» Material for the task
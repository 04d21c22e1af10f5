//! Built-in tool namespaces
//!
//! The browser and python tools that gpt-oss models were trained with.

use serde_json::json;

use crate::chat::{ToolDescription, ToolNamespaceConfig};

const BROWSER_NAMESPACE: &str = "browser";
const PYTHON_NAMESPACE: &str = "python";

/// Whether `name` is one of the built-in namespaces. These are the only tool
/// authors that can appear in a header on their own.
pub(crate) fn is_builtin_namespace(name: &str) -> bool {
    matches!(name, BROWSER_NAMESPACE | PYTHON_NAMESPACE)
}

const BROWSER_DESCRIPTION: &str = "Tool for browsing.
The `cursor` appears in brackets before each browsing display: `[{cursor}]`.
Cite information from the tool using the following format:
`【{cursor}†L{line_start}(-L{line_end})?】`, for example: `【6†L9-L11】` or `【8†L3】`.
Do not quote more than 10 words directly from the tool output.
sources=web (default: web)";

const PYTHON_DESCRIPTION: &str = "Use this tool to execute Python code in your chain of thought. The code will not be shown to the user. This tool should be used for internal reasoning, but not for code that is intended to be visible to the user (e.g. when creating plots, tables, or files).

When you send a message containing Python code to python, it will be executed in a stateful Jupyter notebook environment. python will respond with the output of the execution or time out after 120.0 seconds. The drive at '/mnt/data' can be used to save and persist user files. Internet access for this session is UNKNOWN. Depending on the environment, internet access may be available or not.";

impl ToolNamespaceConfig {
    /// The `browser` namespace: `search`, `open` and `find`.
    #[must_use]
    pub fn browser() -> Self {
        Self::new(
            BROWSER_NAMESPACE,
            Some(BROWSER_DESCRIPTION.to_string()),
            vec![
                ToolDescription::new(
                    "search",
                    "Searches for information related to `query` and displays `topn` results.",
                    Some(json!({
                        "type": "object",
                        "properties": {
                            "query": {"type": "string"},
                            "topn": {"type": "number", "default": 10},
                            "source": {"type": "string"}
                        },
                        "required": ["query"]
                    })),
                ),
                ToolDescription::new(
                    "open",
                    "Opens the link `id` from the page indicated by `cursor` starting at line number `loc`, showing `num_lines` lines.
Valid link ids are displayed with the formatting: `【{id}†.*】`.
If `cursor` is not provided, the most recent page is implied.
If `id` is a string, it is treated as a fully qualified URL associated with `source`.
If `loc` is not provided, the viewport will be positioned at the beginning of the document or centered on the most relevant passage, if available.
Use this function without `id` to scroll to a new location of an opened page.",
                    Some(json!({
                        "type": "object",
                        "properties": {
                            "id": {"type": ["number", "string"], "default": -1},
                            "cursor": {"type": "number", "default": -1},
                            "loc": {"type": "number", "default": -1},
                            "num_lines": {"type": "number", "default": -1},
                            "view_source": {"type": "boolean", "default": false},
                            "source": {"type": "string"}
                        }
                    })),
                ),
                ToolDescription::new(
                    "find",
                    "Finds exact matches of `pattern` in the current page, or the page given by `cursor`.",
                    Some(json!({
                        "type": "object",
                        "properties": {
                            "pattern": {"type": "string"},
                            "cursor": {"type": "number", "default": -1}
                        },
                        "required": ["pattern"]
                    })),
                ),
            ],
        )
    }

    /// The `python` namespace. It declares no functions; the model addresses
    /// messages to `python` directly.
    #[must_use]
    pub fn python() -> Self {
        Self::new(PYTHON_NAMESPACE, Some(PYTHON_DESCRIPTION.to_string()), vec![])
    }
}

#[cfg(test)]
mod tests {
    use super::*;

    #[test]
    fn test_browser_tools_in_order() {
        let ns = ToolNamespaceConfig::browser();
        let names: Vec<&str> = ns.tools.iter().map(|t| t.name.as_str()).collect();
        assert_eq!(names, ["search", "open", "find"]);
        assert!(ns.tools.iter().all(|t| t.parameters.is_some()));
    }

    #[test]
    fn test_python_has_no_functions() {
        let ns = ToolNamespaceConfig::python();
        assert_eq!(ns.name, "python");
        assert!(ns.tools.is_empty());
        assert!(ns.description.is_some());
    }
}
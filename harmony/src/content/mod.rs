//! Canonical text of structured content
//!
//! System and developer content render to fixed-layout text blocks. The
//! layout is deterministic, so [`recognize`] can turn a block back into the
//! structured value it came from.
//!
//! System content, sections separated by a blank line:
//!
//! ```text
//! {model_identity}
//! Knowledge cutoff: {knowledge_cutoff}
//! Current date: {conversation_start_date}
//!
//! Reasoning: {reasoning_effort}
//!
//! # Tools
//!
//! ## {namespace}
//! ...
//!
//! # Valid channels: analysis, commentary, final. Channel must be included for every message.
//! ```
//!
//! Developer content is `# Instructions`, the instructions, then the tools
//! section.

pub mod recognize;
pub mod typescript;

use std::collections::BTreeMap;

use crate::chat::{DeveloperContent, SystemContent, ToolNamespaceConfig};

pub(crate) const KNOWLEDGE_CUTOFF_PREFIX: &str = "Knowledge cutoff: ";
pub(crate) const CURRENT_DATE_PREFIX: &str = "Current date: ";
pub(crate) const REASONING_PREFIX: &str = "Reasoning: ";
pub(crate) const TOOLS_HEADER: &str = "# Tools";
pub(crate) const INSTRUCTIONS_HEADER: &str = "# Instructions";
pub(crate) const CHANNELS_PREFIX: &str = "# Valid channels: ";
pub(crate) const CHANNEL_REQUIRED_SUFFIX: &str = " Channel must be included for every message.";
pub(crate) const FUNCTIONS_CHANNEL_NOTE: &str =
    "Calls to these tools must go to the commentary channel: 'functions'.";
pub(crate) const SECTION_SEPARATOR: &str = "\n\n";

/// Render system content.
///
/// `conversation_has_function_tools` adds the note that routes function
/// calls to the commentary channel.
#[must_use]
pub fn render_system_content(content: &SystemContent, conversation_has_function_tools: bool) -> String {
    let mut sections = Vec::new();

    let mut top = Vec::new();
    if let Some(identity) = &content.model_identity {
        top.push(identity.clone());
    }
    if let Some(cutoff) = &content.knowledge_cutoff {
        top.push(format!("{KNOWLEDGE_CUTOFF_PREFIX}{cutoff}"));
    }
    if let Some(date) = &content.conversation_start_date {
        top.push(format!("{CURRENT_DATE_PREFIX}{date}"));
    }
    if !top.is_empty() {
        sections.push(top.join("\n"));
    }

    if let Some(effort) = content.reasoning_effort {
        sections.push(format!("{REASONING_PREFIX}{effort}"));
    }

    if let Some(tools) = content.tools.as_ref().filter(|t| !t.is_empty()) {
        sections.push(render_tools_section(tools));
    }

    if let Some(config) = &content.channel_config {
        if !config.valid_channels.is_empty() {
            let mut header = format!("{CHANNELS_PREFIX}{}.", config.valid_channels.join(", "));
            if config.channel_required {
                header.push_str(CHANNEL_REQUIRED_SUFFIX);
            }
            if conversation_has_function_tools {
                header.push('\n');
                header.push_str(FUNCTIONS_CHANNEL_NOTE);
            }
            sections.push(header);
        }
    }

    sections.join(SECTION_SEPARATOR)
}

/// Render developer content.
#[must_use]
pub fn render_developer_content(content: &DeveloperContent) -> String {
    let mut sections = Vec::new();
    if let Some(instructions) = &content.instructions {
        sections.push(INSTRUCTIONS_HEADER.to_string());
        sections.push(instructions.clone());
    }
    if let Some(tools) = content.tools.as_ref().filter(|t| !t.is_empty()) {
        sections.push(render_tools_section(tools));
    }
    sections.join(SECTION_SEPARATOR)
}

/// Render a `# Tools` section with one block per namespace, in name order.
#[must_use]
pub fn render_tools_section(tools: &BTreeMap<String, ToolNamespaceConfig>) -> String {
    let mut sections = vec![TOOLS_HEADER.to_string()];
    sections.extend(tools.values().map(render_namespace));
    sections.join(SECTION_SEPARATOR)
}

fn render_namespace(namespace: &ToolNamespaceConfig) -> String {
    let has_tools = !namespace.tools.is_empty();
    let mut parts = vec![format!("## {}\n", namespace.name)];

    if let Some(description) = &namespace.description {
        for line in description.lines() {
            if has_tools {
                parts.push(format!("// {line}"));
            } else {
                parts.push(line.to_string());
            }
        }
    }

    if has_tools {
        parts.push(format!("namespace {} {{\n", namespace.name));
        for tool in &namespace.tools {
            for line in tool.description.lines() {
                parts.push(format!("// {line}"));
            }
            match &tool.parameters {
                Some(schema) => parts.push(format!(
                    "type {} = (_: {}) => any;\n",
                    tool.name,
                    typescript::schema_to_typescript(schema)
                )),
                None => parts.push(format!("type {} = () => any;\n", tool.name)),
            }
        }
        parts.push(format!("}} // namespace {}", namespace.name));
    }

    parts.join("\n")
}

» Task details
Starting at the first line of the entries above, please extract each line up to and including the line with "const BROWSER_DESCRIPTION: &str", unchanged, and add nothing.

» Worked solution
repository 04d21c22e1af10f5
//! Built-in tool namespaces
//!
//! The browser and python tools that gpt-oss models were trained with.

use serde_json::json;

use crate::chat::{ToolDescription, ToolNamespaceConfig};

const BROWSER_NAMESPACE: &str = "browser";
const PYTHON_NAMESPACE: &str = "python";

/// Whether `name` is one of the built-in namespaces. These are the only tool
/// authors that can appear in a header on their own.
pub(crate) fn is_builtin_namespace(name: &str) -> bool {
    matches!(name, BROWSER_NAMESPACE | PYTHON_NAMESPACE)
}

const BROWSER_DESCRIPTION: &str = "Tool for browsing.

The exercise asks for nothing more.